Un equipo de investigadores del Laboratorio Bigelow de Ciencias Oceánicas, en Estados Unidos, y de la Universidad Memorial de Terranova, en Canadá, ha realizado un hallazgo que podría abrir nuevas puertas a la medicina regenerativa. Los científicos descubrieron que tejidos amputados de un pepino de mar lograron sobrevivir, crecer y reorganizarse durante más de tres años en agua de mar natural, sin necesidad de las condiciones estériles que suelen requerir los cultivos celulares.
El estudio, publicado en la revista científica Science Advances, documenta por primera vez la supervivencia prolongada de tejido desprendido fuera de un entorno altamente controlado. Los investigadores observaron que las células no solo permanecían vivas, sino que mostraban actividad inmunitaria, crecimiento continuo y procesos de diferenciación celular.
La especie analizada, Psolus fabricii, un pepino de mar de aguas frías, pertenece al grupo de los equinodermos, organismos conocidos por su extraordinaria capacidad de regeneración. Sorprendentemente, los tejidos estudiados siguieron obteniendo nutrientes directamente del agua marina mediante la absorción de aminoácidos disueltos, a pesar de carecer de boca o sistema digestivo.

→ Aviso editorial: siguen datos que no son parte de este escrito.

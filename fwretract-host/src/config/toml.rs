//! TOML printer configuration
//!
//! Section names follow the usual printer configuration layout:
//!
//! ```toml
//! [printer]
//! max_velocity = 300.0
//! max_accel = 3000.0
//!
//! [stepper_z]
//! position_max = 180.0
//!
//! [firmware_retraction]
//! retract_length = 0.8
//! z_hop_height = 0.4
//! z_hop_style = "helix"
//! ```

use serde::Deserialize;
use tracing::warn;

use fwretract_core::config::{
    Envelope, MachineLimits, RetractionConfig, XyBounds, ZHopStyle, DEFAULT_SQUARE_CORNER_VELOCITY,
};

use super::ConfigError;

/// Default minimum extrusion temperature (°C)
pub const DEFAULT_MIN_EXTRUDE_TEMP: f64 = 170.0;

/// Whole configuration file
#[derive(Debug, Clone, Deserialize)]
pub struct HostConfig {
    pub printer: PrinterSection,
    pub stepper_x: Option<StepperSection>,
    pub stepper_y: Option<StepperSection>,
    pub stepper_z: StepperSection,
    #[serde(default)]
    pub extruder: ExtruderSection,
    #[serde(default)]
    pub firmware_retraction: RetractionSection,
    /// Presence enables the job queue events
    pub virtual_sdcard: Option<::toml::Table>,
}

/// `[printer]`
#[derive(Debug, Clone, Deserialize)]
pub struct PrinterSection {
    pub max_velocity: f64,
    pub max_accel: f64,
    pub max_accel_to_decel: Option<f64>,
    pub square_corner_velocity: Option<f64>,
}

/// `[stepper_x]`, `[stepper_y]`, `[stepper_z]`
#[derive(Debug, Clone, Deserialize)]
pub struct StepperSection {
    #[serde(default)]
    pub position_min: f64,
    pub position_max: f64,
}

/// `[extruder]`
#[derive(Debug, Clone, Deserialize)]
pub struct ExtruderSection {
    #[serde(default = "default_min_extrude_temp")]
    pub min_extrude_temp: f64,
}

fn default_min_extrude_temp() -> f64 {
    DEFAULT_MIN_EXTRUDE_TEMP
}

impl Default for ExtruderSection {
    fn default() -> Self {
        Self {
            min_extrude_temp: DEFAULT_MIN_EXTRUDE_TEMP,
        }
    }
}

/// `[firmware_retraction]`, every key optional
#[derive(Debug, Clone, Default, Deserialize)]
pub struct RetractionSection {
    pub retract_length: Option<f64>,
    pub retract_speed: Option<f64>,
    pub unretract_extra_length: Option<f64>,
    pub unretract_speed: Option<f64>,
    pub z_hop_height: Option<f64>,
    pub z_hop_style: Option<String>,
    pub helix_slope: Option<f64>,
    pub verbose: Option<bool>,
    pub config_params_on_clear: Option<bool>,
}

/// Parse and validate a configuration file
pub fn parse_config(text: &str) -> Result<HostConfig, ConfigError> {
    let config: HostConfig = ::toml::from_str(text)?;
    config.validate()?;
    Ok(config)
}

impl HostConfig {
    fn validate(&self) -> Result<(), ConfigError> {
        let positive = |section, field, value: f64| {
            if value > 0.0 {
                Ok(())
            } else {
                Err(ConfigError::Invalid {
                    section,
                    field,
                    reason: "must be positive",
                })
            }
        };

        positive("printer", "max_velocity", self.printer.max_velocity)?;
        positive("printer", "max_accel", self.printer.max_accel)?;
        if let Some(value) = self.printer.max_accel_to_decel {
            positive("printer", "max_accel_to_decel", value)?;
        }

        let steppers = [
            ("stepper_x", self.stepper_x.as_ref()),
            ("stepper_y", self.stepper_y.as_ref()),
            ("stepper_z", Some(&self.stepper_z)),
        ];
        for (section, stepper) in steppers {
            if let Some(stepper) = stepper {
                if stepper.position_max <= stepper.position_min {
                    return Err(ConfigError::Invalid {
                        section,
                        field: "position_max",
                        reason: "must be above position_min",
                    });
                }
            }
        }
        Ok(())
    }

    pub fn machine_limits(&self) -> MachineLimits {
        let mut limits = MachineLimits::new(self.printer.max_velocity, self.printer.max_accel);
        if let Some(value) = self.printer.max_accel_to_decel {
            limits.max_accel_to_decel = value;
        }
        limits.square_corner_velocity = self
            .printer
            .square_corner_velocity
            .unwrap_or(DEFAULT_SQUARE_CORNER_VELOCITY);
        limits
    }

    /// Travel envelope; X/Y bounds need both X and Y steppers
    pub fn envelope(&self) -> Envelope {
        let envelope = Envelope::new(self.stepper_z.position_max);
        match (&self.stepper_x, &self.stepper_y) {
            (Some(x), Some(y)) => envelope.with_xy(XyBounds::new(
                x.position_min,
                x.position_max,
                y.position_min,
                y.position_max,
            )),
            _ => envelope,
        }
    }

    pub fn has_job_queue(&self) -> bool {
        self.virtual_sdcard.is_some()
    }

    /// Retraction settings from `[firmware_retraction]`
    ///
    /// Out-of-range values are clamped; an unknown z-hop style falls back
    /// to standard.
    pub fn retraction(&self) -> RetractionConfig {
        let section = &self.firmware_retraction;
        let defaults = RetractionConfig::default();

        let z_hop_style = match section.z_hop_style.as_deref() {
            None => defaults.z_hop_style,
            Some(name) => ZHopStyle::from_name(name).unwrap_or_else(|| {
                warn!(style = name, "invalid z_hop_style, using standard");
                ZHopStyle::Standard
            }),
        };

        RetractionConfig {
            retract_length: section.retract_length.unwrap_or(defaults.retract_length),
            retract_speed: section.retract_speed.unwrap_or(defaults.retract_speed),
            unretract_extra_length: section
                .unretract_extra_length
                .unwrap_or(defaults.unretract_extra_length),
            unretract_speed: section.unretract_speed.unwrap_or(defaults.unretract_speed),
            z_hop_height: section.z_hop_height.unwrap_or(defaults.z_hop_height),
            z_hop_style,
            helix_slope: section.helix_slope.unwrap_or(defaults.helix_slope),
            verbose: section.verbose.unwrap_or(defaults.verbose),
            config_params_on_clear: section
                .config_params_on_clear
                .unwrap_or(defaults.config_params_on_clear),
        }
        .sanitized()
    }
}

#[cfg(test)]
mod tests {
    use super::*;

    const FULL: &str = r#"
[printer]
max_velocity = 300.0
max_accel = 3000.0

[stepper_x]
position_min = 0.0
position_max = 200.0

[stepper_y]
position_max = 220.0

[stepper_z]
position_max = 180.0

[extruder]
min_extrude_temp = 180.0

[firmware_retraction]
retract_length = 0.8
retract_speed = 0.5
z_hop_height = 0.4
z_hop_style = "Helix"
verbose = true

[virtual_sdcard]
path = "~/gcodes"
"#;

    #[test]
    fn test_parse_full_config() {
        let config = parse_config(FULL).unwrap();

        let limits = config.machine_limits();
        assert_eq!(limits.max_accel_to_decel, 1500.0);
        assert_eq!(limits.square_corner_velocity, 5.0);

        let envelope = config.envelope();
        assert_eq!(envelope.z_max, 180.0);
        assert_eq!(envelope.xy.map(|b| b.y_max), Some(220.0));

        assert_eq!(config.extruder.min_extrude_temp, 180.0);
        assert!(config.has_job_queue());

        let retraction = config.retraction();
        assert_eq!(retraction.retract_length, 0.8);
        assert_eq!(retraction.retract_speed, 1.0);
        assert_eq!(retraction.z_hop_style, ZHopStyle::Helix);
        assert!(retraction.verbose);
        assert!(retraction.config_params_on_clear);
    }

    #[test]
    fn test_minimal_config_defaults() {
        let config = parse_config(
            "[printer]\nmax_velocity = 200\nmax_accel = 1000\n\
             square_corner_velocity = 8.0\n[stepper_z]\nposition_max = 250\n",
        )
        .unwrap();
        assert!(config.envelope().xy.is_none());
        assert!(!config.has_job_queue());
        assert_eq!(config.extruder.min_extrude_temp, DEFAULT_MIN_EXTRUDE_TEMP);
        assert_eq!(config.machine_limits().square_corner_velocity, 8.0);
        assert_eq!(config.retraction(), RetractionConfig::default());
    }

    #[test]
    fn test_invalid_style_falls_back() {
        let text = FULL.replace("\"Helix\"", "\"wobble\"");
        let config = parse_config(&text).unwrap();
        assert_eq!(config.retraction().z_hop_style, ZHopStyle::Standard);
    }

    #[test]
    fn test_missing_section() {
        let err = parse_config("[printer]\nmax_velocity = 200.0\nmax_accel = 1000.0\n");
        assert!(matches!(err, Err(ConfigError::Toml(_))));
    }

    #[test]
    fn test_rejects_bad_values() {
        let text = FULL.replace("max_accel = 3000.0", "max_accel = 0.0");
        assert!(matches!(
            parse_config(&text),
            Err(ConfigError::Invalid {
                field: "max_accel",
                ..
            })
        ));

        let text = FULL.replace("position_max = 180.0", "position_max = -1.0");
        assert!(matches!(
            parse_config(&text),
            Err(ConfigError::Invalid {
                section: "stepper_z",
                ..
            })
        ));
    }
}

Los científicos consideran que este descubrimiento podría convertirse en un modelo experimental de gran valor para futuras investigaciones biomédicas. Entre las posibles aplicaciones figuran el desarrollo de nuevas estrategias para la regeneración de tejidos humanos, tratamientos antimicrobianos y avances en ingeniería biológica.
La investigadora Rachel Sipler destacó que el hallazgo demuestra cuánto queda aún por descubrir en los océanos y subrayó la importancia de proteger los ecosistemas marinos, que podrían albergar soluciones biológicas con enorme potencial para la ciencia y la medicina.